── INPUT DATA ──

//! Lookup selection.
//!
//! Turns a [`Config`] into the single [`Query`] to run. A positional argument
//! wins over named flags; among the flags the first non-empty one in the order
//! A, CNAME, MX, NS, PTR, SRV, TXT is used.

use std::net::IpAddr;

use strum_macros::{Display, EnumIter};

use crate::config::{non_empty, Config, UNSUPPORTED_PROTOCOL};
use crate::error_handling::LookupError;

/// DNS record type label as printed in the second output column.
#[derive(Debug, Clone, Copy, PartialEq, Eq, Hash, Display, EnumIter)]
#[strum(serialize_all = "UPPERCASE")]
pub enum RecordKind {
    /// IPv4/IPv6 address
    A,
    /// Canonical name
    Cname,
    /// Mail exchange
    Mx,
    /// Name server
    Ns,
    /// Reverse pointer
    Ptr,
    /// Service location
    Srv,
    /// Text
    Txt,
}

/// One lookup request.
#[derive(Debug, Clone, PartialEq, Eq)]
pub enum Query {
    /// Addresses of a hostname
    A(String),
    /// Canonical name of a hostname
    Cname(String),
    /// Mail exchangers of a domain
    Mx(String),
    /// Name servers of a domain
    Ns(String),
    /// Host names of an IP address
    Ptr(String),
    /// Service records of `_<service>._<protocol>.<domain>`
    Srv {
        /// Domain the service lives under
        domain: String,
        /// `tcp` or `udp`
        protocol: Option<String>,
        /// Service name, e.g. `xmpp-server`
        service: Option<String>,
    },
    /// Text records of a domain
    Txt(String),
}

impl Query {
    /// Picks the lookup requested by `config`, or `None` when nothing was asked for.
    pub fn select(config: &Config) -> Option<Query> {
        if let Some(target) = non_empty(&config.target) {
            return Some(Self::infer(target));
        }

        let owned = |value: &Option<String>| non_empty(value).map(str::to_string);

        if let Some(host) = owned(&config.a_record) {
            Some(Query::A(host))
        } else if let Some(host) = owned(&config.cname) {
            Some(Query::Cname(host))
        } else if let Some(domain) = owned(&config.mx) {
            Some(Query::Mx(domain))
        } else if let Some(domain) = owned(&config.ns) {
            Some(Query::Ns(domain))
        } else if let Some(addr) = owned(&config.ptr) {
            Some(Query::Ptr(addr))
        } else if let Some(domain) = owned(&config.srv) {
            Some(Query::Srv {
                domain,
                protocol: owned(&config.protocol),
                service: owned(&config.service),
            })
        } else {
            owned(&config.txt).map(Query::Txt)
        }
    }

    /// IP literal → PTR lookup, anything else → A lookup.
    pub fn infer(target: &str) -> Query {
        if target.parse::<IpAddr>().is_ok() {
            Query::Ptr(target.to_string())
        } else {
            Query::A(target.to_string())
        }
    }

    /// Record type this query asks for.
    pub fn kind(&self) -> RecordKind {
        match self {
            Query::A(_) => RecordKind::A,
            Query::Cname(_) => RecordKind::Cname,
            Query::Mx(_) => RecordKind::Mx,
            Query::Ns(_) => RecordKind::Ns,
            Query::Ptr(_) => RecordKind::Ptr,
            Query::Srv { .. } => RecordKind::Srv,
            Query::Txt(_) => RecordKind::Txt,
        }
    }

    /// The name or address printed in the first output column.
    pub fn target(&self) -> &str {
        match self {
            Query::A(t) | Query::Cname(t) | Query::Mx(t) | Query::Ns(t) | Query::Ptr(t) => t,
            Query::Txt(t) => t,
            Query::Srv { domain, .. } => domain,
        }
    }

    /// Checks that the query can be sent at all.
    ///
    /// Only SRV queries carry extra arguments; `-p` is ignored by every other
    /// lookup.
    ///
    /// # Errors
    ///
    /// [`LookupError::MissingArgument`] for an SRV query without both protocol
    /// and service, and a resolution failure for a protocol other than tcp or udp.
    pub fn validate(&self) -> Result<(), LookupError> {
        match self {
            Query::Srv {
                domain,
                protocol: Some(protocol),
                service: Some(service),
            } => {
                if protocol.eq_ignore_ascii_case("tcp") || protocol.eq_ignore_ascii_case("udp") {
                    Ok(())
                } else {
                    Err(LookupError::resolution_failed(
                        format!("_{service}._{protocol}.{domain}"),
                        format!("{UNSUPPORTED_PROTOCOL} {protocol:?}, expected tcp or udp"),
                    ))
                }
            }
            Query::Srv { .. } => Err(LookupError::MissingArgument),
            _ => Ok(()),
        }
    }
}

───
── INPUT DATA ──

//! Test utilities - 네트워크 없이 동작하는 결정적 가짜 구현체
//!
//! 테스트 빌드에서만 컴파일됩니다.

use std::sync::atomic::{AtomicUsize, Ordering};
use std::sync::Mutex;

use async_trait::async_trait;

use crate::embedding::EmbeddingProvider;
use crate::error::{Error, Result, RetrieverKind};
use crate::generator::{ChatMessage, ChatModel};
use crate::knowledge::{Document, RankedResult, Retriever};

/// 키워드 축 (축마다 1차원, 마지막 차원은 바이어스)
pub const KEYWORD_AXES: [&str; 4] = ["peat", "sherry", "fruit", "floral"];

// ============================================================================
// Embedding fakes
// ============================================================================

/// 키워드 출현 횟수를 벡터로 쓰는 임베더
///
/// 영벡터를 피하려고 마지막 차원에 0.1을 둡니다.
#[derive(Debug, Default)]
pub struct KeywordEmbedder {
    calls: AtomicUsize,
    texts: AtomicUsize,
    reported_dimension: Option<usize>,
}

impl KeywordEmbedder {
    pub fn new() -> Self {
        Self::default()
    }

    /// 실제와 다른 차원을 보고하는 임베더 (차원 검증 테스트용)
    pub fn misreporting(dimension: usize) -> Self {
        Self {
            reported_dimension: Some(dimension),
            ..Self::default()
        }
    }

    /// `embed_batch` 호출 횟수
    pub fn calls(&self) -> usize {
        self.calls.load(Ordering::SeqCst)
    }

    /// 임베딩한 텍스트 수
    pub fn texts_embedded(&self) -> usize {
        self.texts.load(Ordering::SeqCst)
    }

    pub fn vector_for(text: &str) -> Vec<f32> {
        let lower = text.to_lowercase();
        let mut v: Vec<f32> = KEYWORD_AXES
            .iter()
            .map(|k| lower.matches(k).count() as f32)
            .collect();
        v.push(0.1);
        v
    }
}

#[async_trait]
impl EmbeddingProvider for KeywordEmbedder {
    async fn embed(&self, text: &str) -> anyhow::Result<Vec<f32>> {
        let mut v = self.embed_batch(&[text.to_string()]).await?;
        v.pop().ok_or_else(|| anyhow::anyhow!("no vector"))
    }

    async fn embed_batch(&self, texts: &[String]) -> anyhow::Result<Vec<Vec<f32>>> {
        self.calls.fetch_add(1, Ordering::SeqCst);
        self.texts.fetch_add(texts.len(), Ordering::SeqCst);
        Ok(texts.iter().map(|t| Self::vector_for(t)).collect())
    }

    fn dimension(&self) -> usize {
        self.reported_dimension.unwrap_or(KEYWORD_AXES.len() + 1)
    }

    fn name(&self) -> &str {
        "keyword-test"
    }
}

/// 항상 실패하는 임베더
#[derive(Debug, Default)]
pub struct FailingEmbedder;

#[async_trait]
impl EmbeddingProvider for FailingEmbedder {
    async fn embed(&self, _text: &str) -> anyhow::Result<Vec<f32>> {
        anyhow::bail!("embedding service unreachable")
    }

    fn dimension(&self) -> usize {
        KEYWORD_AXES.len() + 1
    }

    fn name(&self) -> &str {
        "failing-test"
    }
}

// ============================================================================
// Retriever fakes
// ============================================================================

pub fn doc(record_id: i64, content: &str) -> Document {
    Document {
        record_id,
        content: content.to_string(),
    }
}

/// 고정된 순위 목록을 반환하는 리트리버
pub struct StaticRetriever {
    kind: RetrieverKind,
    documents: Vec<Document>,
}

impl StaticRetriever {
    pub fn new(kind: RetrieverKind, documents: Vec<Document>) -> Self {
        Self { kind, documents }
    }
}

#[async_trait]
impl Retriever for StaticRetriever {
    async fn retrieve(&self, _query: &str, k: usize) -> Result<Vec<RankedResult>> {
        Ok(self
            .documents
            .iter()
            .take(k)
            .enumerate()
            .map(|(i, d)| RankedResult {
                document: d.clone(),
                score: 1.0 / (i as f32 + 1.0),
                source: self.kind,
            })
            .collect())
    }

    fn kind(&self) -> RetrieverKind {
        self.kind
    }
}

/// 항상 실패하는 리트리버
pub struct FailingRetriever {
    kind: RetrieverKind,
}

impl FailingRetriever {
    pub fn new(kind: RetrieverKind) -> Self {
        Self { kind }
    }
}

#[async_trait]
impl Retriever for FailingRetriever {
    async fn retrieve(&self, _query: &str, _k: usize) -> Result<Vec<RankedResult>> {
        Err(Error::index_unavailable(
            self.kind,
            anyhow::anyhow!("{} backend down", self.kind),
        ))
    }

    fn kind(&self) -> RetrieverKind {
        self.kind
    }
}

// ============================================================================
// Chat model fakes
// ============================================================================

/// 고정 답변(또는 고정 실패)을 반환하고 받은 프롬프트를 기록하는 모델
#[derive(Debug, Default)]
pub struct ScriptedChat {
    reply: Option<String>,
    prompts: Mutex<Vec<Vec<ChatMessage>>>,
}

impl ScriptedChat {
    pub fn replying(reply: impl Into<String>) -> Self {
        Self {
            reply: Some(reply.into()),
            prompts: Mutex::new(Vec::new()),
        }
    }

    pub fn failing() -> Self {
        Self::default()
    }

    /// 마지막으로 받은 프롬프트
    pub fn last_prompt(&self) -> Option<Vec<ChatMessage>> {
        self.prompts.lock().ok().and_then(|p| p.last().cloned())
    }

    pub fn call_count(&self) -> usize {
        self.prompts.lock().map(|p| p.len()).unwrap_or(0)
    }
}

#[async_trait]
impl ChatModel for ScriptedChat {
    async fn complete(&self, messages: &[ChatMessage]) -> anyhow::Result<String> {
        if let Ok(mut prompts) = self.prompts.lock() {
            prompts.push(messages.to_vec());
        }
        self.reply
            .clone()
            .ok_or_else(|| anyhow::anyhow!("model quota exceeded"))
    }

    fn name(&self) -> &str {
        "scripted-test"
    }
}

───
── INPUT DATA ──

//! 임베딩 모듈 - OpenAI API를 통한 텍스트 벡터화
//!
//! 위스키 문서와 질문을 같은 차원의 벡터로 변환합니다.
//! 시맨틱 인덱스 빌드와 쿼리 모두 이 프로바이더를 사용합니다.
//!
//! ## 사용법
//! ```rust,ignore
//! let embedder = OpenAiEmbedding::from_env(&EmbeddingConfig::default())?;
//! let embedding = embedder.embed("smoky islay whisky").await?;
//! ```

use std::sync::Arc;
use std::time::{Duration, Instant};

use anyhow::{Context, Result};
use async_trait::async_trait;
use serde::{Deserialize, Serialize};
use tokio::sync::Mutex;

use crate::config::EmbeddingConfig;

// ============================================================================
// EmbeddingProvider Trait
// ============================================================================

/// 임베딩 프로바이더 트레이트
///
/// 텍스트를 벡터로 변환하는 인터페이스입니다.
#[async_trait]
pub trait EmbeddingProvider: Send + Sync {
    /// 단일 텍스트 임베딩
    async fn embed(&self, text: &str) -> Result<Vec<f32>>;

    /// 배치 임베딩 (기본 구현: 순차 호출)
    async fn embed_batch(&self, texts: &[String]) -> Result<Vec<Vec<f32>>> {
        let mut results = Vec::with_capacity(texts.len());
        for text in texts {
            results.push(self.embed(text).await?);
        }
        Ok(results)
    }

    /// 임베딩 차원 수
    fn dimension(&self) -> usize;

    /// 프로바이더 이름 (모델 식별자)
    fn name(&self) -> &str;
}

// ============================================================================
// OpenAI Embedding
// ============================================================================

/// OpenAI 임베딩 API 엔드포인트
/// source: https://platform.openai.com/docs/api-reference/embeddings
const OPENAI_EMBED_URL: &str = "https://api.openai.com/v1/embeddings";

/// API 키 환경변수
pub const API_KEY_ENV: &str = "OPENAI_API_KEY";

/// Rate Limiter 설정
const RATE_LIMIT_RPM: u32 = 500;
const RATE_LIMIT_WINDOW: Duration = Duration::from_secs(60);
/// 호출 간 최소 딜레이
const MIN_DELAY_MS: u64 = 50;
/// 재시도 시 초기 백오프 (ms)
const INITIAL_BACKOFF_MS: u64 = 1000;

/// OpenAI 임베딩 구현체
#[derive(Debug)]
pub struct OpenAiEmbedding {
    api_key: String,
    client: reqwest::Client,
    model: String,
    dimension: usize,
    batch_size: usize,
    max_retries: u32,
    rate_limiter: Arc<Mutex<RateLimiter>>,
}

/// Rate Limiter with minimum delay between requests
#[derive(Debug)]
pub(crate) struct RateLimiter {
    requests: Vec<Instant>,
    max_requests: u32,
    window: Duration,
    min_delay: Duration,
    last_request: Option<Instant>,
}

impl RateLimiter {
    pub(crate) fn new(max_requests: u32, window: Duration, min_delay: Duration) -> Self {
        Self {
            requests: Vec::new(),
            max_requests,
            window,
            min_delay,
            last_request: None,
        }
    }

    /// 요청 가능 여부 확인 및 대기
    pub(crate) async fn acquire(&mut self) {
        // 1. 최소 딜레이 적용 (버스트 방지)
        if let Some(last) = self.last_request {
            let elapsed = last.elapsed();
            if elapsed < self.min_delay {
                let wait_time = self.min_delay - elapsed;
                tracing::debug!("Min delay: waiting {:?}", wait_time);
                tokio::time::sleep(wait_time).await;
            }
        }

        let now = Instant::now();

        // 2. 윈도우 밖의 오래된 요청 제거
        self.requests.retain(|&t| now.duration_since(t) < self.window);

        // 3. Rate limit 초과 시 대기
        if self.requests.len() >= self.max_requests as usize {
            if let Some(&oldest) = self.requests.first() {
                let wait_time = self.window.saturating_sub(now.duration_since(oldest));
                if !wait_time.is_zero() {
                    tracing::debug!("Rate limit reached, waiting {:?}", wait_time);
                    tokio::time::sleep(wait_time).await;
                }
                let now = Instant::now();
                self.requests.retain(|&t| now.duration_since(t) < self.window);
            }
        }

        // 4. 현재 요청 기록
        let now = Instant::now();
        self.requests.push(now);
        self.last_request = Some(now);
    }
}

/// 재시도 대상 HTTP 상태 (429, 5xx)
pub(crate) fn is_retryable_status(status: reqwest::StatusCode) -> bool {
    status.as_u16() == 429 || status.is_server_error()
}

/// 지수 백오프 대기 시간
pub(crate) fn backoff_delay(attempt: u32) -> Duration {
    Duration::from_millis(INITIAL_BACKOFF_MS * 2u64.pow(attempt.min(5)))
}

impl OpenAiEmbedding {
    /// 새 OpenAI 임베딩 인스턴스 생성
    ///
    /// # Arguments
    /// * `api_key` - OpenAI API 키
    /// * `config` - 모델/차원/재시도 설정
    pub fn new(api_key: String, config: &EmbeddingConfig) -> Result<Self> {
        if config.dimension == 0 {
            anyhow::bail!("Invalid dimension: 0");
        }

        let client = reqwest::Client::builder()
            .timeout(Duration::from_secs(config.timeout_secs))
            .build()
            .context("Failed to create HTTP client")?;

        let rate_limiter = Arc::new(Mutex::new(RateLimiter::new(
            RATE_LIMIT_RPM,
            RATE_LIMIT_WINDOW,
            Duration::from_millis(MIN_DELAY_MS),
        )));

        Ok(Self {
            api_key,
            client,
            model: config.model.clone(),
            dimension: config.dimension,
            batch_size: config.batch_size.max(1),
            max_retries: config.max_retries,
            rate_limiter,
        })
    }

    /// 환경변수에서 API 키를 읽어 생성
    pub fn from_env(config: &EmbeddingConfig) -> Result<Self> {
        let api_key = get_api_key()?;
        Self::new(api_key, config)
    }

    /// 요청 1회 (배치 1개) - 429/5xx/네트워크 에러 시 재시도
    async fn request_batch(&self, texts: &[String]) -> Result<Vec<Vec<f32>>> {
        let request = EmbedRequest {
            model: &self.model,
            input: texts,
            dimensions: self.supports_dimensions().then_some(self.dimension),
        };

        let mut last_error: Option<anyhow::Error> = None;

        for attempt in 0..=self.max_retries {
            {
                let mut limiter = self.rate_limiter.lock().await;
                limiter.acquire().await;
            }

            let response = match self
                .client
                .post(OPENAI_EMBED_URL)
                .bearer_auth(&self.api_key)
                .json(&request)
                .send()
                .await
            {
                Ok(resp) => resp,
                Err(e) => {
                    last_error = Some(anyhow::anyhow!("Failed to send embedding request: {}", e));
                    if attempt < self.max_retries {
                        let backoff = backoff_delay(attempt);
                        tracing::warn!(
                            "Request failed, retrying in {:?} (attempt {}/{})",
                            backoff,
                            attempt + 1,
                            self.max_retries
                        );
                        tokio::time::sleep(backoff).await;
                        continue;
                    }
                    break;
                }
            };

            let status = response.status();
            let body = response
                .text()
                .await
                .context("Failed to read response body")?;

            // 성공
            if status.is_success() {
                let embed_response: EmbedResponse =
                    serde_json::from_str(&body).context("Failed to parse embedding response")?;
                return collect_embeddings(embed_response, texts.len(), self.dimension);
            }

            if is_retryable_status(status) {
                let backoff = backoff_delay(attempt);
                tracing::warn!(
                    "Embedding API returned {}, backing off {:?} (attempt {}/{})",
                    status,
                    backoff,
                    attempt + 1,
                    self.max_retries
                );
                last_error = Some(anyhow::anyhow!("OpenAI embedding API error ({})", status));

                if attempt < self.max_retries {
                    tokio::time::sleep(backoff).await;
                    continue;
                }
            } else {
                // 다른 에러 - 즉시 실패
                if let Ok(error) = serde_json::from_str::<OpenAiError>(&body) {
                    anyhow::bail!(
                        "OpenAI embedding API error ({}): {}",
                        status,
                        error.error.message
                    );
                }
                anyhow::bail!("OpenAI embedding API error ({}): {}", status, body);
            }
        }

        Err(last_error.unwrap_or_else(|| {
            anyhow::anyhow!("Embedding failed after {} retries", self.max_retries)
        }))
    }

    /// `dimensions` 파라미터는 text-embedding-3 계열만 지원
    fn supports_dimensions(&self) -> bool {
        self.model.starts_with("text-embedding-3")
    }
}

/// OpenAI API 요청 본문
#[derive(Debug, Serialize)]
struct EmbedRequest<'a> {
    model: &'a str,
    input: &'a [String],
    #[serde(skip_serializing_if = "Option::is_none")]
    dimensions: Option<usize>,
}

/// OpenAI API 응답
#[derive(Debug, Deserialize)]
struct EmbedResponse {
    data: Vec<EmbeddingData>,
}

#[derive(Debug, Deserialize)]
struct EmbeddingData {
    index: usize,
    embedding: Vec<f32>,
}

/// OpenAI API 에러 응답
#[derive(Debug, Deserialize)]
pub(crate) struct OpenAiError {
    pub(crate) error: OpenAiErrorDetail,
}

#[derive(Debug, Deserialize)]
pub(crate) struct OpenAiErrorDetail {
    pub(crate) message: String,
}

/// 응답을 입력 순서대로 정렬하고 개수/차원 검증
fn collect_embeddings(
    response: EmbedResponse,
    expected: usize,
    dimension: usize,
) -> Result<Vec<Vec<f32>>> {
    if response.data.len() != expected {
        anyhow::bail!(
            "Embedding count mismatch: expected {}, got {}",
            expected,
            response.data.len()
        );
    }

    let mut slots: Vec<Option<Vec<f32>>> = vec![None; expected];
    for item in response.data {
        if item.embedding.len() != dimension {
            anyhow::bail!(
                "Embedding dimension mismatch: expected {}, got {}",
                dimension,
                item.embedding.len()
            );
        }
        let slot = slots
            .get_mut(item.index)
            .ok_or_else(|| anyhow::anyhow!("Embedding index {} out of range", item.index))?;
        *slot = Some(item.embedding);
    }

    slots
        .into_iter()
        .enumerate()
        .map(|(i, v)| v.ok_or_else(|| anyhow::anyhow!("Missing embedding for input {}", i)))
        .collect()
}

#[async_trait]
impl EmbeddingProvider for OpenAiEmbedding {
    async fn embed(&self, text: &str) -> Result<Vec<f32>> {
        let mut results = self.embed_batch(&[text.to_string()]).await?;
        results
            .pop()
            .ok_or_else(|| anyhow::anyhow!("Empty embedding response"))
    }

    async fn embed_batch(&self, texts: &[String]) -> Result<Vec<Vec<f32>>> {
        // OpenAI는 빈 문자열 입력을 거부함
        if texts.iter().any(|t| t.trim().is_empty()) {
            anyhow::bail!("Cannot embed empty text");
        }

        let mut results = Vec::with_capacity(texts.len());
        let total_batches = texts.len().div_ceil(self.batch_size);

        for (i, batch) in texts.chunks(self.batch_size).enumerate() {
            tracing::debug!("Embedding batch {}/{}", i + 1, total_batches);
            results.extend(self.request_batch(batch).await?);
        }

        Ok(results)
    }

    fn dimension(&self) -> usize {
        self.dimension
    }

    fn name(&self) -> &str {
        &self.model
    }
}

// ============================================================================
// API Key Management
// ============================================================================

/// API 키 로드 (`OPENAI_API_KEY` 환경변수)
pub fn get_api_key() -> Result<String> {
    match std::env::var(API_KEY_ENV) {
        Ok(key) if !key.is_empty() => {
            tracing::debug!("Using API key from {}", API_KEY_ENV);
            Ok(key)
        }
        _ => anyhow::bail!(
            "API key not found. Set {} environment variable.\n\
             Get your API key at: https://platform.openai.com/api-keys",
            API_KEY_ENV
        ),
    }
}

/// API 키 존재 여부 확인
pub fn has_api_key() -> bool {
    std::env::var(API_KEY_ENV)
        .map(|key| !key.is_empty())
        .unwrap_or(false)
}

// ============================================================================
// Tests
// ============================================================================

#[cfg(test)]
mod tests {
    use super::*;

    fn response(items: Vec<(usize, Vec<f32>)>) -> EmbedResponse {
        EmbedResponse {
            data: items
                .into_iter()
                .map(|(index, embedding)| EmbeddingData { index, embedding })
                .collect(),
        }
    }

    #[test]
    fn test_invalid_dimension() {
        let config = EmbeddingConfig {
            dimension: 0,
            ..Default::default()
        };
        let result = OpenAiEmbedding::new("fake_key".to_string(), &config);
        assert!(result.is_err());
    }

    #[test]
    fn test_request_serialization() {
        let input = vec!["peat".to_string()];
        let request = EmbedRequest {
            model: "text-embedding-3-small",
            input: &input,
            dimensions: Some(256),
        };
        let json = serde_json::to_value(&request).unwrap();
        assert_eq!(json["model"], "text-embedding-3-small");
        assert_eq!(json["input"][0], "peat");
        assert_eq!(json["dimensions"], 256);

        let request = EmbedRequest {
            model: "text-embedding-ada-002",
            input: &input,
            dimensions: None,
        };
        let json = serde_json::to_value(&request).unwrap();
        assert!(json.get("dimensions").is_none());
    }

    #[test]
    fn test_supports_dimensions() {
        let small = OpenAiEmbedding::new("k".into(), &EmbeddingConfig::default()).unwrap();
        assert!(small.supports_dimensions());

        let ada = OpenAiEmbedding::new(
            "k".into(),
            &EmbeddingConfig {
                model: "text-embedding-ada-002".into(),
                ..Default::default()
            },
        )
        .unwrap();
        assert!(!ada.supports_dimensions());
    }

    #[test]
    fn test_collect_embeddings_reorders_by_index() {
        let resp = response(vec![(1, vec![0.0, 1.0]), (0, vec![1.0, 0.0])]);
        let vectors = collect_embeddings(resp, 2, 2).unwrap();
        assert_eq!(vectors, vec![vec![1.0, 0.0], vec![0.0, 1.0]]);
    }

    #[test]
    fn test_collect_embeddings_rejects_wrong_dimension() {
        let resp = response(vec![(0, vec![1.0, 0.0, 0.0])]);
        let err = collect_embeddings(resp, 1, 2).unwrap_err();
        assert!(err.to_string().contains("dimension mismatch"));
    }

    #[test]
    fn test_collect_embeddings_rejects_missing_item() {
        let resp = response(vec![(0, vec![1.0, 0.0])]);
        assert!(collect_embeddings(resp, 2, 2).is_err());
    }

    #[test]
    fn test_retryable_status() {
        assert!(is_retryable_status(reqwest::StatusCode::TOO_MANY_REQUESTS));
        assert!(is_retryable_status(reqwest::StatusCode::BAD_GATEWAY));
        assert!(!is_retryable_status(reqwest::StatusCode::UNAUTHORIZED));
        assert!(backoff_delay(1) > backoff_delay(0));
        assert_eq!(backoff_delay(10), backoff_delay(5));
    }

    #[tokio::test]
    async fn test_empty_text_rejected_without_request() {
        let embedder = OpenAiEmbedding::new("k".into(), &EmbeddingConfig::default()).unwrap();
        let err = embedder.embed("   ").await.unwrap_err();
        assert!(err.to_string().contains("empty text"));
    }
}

───

▶ **WORK INSTRUCTIONS**: Copy all lines of the preceding data that hold the word "calls".

▶ **EXERCISE RESPONSE**:
    calls: AtomicUsize,
    pub fn calls(&self) -> usize {
        self.calls.load(Ordering::SeqCst)
        self.calls.fetch_add(1, Ordering::SeqCst);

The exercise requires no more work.